In 1828, issues in international trade induced the federal government of the United States of America to pass a trade tariff to protect American industry, the last in a series of measures enacted in response to world-wide economic turmoil which had boiled over during and after the War of 1812 and the Napoleonic Wars. Low-priced imports were cutting severely into the gross national product of American manufacturing.  Congress determined that a tax on imported goods was in order, thus passing the Tariff of 1828 on May 13, one hundred eighty-three years ago today. Its intent was to protect American industry, which happened to be located mostly in the Northern states.
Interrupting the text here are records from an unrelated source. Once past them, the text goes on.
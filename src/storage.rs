// SPDX-License-Identifier: MPL-2.0
//! Durable string-keyed preference slots.
//!
//! The session only ever touches one slot ([`LOCALE_KEY`]), but stores are
//! plain key/value so the same file can carry other preferences later.
//! Every backend is best-effort from the session's point of view: errors are
//! returned here and swallowed (and logged) by the caller.
//!
//! # Backends
//!
//! - [`FileStore`] - flat TOML table in `<data-dir>/preferences.toml`
//! - [`MemoryStore`] - in-process map, lost on drop
//! - [`Unavailable`] - no storage in this context; every call fails

use crate::config::PREFERENCES_FILE;
use crate::error::{Error, Result};
use crate::paths;
use std::collections::{BTreeMap, HashMap};
use std::fs;
use std::path::{Path, PathBuf};

pub use crate::config::LOCALE_KEY;

pub trait PreferenceStore {
    /// Reads a slot. `Ok(None)` means the slot was never written.
    fn get(&self, key: &str) -> Result<Option<String>>;

    /// Writes a slot, replacing any previous value.
    fn set(&mut self, key: &str, value: &str) -> Result<()>;
}

impl<S: PreferenceStore + ?Sized> PreferenceStore for Box<S> {
    fn get(&self, key: &str) -> Result<Option<String>> {
        (**self).get(key)
    }

    fn set(&mut self, key: &str, value: &str) -> Result<()> {
        (**self).set(key, value)
    }
}

#[derive(Debug, Clone, Default, PartialEq, Eq)]
pub struct MemoryStore {
    slots: HashMap<String, String>,
}

impl MemoryStore {
    pub fn new() -> Self {
        Self::default()
    }

    /// A store whose slot `key` already holds `value`.
    pub fn with(key: &str, value: &str) -> Self {
        let mut store = Self::new();
        store.slots.insert(key.to_string(), value.to_string());
        store
    }
}

impl PreferenceStore for MemoryStore {
    fn get(&self, key: &str) -> Result<Option<String>> {
        Ok(self.slots.get(key).cloned())
    }

    fn set(&mut self, key: &str, value: &str) -> Result<()> {
        self.slots.insert(key.to_string(), value.to_string());
        Ok(())
    }
}

/// Storage that does not exist in the current context.
#[derive(Debug, Clone, Copy, Default, PartialEq, Eq)]
pub struct Unavailable;

impl PreferenceStore for Unavailable {
    fn get(&self, _key: &str) -> Result<Option<String>> {
        Err(Error::StorageUnavailable)
    }

    fn set(&mut self, _key: &str, _value: &str) -> Result<()> {
        Err(Error::StorageUnavailable)
    }
}

/// Preference slots persisted as a flat TOML table.
///
/// A missing file reads as empty. A corrupt file fails on read and is
/// replaced wholesale by the next write.
#[derive(Debug, Clone, PartialEq, Eq)]
pub struct FileStore {
    path: Option<PathBuf>,
}

impl FileStore {
    /// Store in the resolved data directory (see [`paths::get_app_data_dir`]).
    pub fn new() -> Self {
        Self::with_override(None)
    }

    /// Store in `base_dir` if given, otherwise the resolved data directory.
    pub fn with_override(base_dir: Option<PathBuf>) -> Self {
        let path = paths::get_app_data_dir_with_override(base_dir).map(|mut path| {
            path.push(PREFERENCES_FILE);
            path
        });
        Self { path }
    }

    /// Store backed by exactly `path`.
    pub fn at_path(path: impl Into<PathBuf>) -> Self {
        Self {
            path: Some(path.into()),
        }
    }

    pub fn path(&self) -> Option<&Path> {
        self.path.as_deref()
    }

    fn require_path(&self) -> Result<&Path> {
        self.path.as_deref().ok_or(Error::StorageUnavailable)
    }

    fn read_slots(path: &Path) -> Result<BTreeMap<String, String>> {
        if !path.exists() {
            return Ok(BTreeMap::new());
        }
        let content = fs::read_to_string(path)?;
        toml::from_str(&content).map_err(|e| Error::Storage(format!("{}: {e}", path.display())))
    }
}

impl Default for FileStore {
    fn default() -> Self {
        Self::new()
    }
}

impl PreferenceStore for FileStore {
    fn get(&self, key: &str) -> Result<Option<String>> {
        let path = self.require_path()?;
        Ok(Self::read_slots(path)?.remove(key))
    }

    fn set(&mut self, key: &str, value: &str) -> Result<()> {
        let path = self.require_path()?;
        let mut slots = Self::read_slots(path).unwrap_or_else(|err| {
            tracing::warn!(error = %err, "discarding unreadable preferences file");
            BTreeMap::new()
        });
        slots.insert(key.to_string(), value.to_string());

        if let Some(parent) = path.parent() {
            fs::create_dir_all(parent)?;
        }
        let content = toml::to_string(&slots)?;
        fs::write(path, content)?;
        Ok(())
    }
}

#[cfg(test)]
mod tests {
    use super::*;
    use tempfile::tempdir;

    #[test]
    fn memory_store_round_trip() {
        let mut store = MemoryStore::new();
        assert_eq!(store.get(LOCALE_KEY), Ok(None));
        store.set(LOCALE_KEY, "en-US").expect("set");
        assert_eq!(store.get(LOCALE_KEY), Ok(Some("en-US".to_string())));
    }

    #[test]
    fn memory_store_last_write_wins() {
        let mut store = MemoryStore::with(LOCALE_KEY, "pt-BR");
        store.set(LOCALE_KEY, "es-ES").expect("set");
        assert_eq!(store.get(LOCALE_KEY), Ok(Some("es-ES".to_string())));
    }

    #[test]
    fn unavailable_store_fails_both_ways() {
        let mut store = Unavailable;
        assert_eq!(store.get(LOCALE_KEY), Err(Error::StorageUnavailable));
        assert_eq!(store.set(LOCALE_KEY, "en-US"), Err(Error::StorageUnavailable));
    }

    #[test]
    fn boxed_store_delegates() {
        let mut store: Box<dyn PreferenceStore> = Box::new(MemoryStore::new());
        store.set("k", "v").expect("set");
        assert_eq!(store.get("k"), Ok(Some("v".to_string())));
    }

    #[test]
    fn file_store_missing_file_reads_empty() {
        let temp_dir = tempdir().expect("create temp dir");
        let store = FileStore::with_override(Some(temp_dir.path().to_path_buf()));
        assert_eq!(store.get(LOCALE_KEY), Ok(None));
    }

    #[test]
    fn file_store_round_trip_creates_parent_directories() {
        let temp_dir = tempdir().expect("create temp dir");
        let nested = temp_dir.path().join("nested").join("deeply");
        let mut store = FileStore::with_override(Some(nested.clone()));

        store.set(LOCALE_KEY, "es-ES").expect("set");
        assert!(nested.join(PREFERENCES_FILE).exists());

        let reopened = FileStore::with_override(Some(nested));
        assert_eq!(reopened.get(LOCALE_KEY), Ok(Some("es-ES".to_string())));
    }

    #[test]
    fn file_store_keeps_other_slots() {
        let temp_dir = tempdir().expect("create temp dir");
        let mut store = FileStore::with_override(Some(temp_dir.path().to_path_buf()));
        store.set("theme", "dark").expect("set theme");
        store.set(LOCALE_KEY, "en-US").expect("set locale");

        assert_eq!(store.get("theme"), Ok(Some("dark".to_string())));
        assert_eq!(store.get(LOCALE_KEY), Ok(Some("en-US".to_string())));
    }

    #[test]
    fn file_store_corrupt_file_errors_on_read_and_is_replaced_on_write() {
        let temp_dir = tempdir().expect("create temp dir");
        let path = temp_dir.path().join(PREFERENCES_FILE);
        fs::write(&path, "locale = [not toml").expect("write");

        let mut store = FileStore::at_path(&path);
        assert!(matches!(store.get(LOCALE_KEY), Err(Error::Storage(_))));

        store.set(LOCALE_KEY, "pt-BR").expect("set");
        assert_eq!(store.get(LOCALE_KEY), Ok(Some("pt-BR".to_string())));
    }

    #[test]
    fn file_store_without_path_is_unavailable() {
        let mut store = FileStore { path: None };
        assert_eq!(store.get(LOCALE_KEY), Err(Error::StorageUnavailable));
        assert_eq!(store.set(LOCALE_KEY, "en-US"), Err(Error::StorageUnavailable));
    }
}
During Congressional debate, Southerners soon renamed this measure the “Tariff of Abominations” because of the hardship they believed it would inflict upon their economy. South Carolina’s John C. Calhoun (Vice President from 1825 until 1832, under both John Quincy Adams and Andrew Jackson), leading many other Southerners, argued that the whole series of tariffs, including the Tariff of 1828, were unconstitutional “because they favored one sector of the economy over another.” (1)
Calhoun’s argument proved correct.  The tariff was harmful to the Southern states, where agriculture dominated and little manufacturing existed.  Not only did Southern states have to pay higher prices on manufactured goods that they did not produce themselves, but it also affected their trade with Great Britain, limiting the importation of British goods and elevating prices on cotton exports, thereby reducing British demand for cotton. (2)
Nullification cartoon – 1832
Ultimately this led to the Nullification Crisis.  Calhoun argued that if the federal government does not allow a state to nullify a law deemed unconstitutional (giving the state the right to refuse application of that law within the state), then that state has the right to secede from the Union. (3)
By 1832, “South Carolina … felt herself compelled to question the impartiality and impugn the authority of the Federal Government, and … asserted the right of a State to set at defiance the enactments of Congress, and, if necessary, to withdraw from the Confederation.” (4)  States’ rights had reared its head, ugly or otherwise.
Congress exacerbated the conflict by passing the Force Bill in early 1833, giving the president authority to use the military to force the states to obey all federal laws. Under this new law, President Jackson escalated tensions further by sending naval warships to Charlestown. Finally, before it came to bloodshed, Senator Henry Clay offered the Compromise Tariff of 1833, passed on March 2, which altered the Tariff of 1828 to provide the more equitable balance which Calhoun (now Senator), South Carolina, and the other Southern states sought. (5)  Secession of South Carolina was averted. The die had been cast, however; the idea and power of the secession argument were not dead, but only slumbered for the next thirty years.
SOURCES
4.  New York Times, December 3, 1860, “NOW AND THEN.; Nullification in 1832 and Secession in 1860. Revew of the History of the Nullification Movement in 1832…Public Sentiment at the South Then and Now.”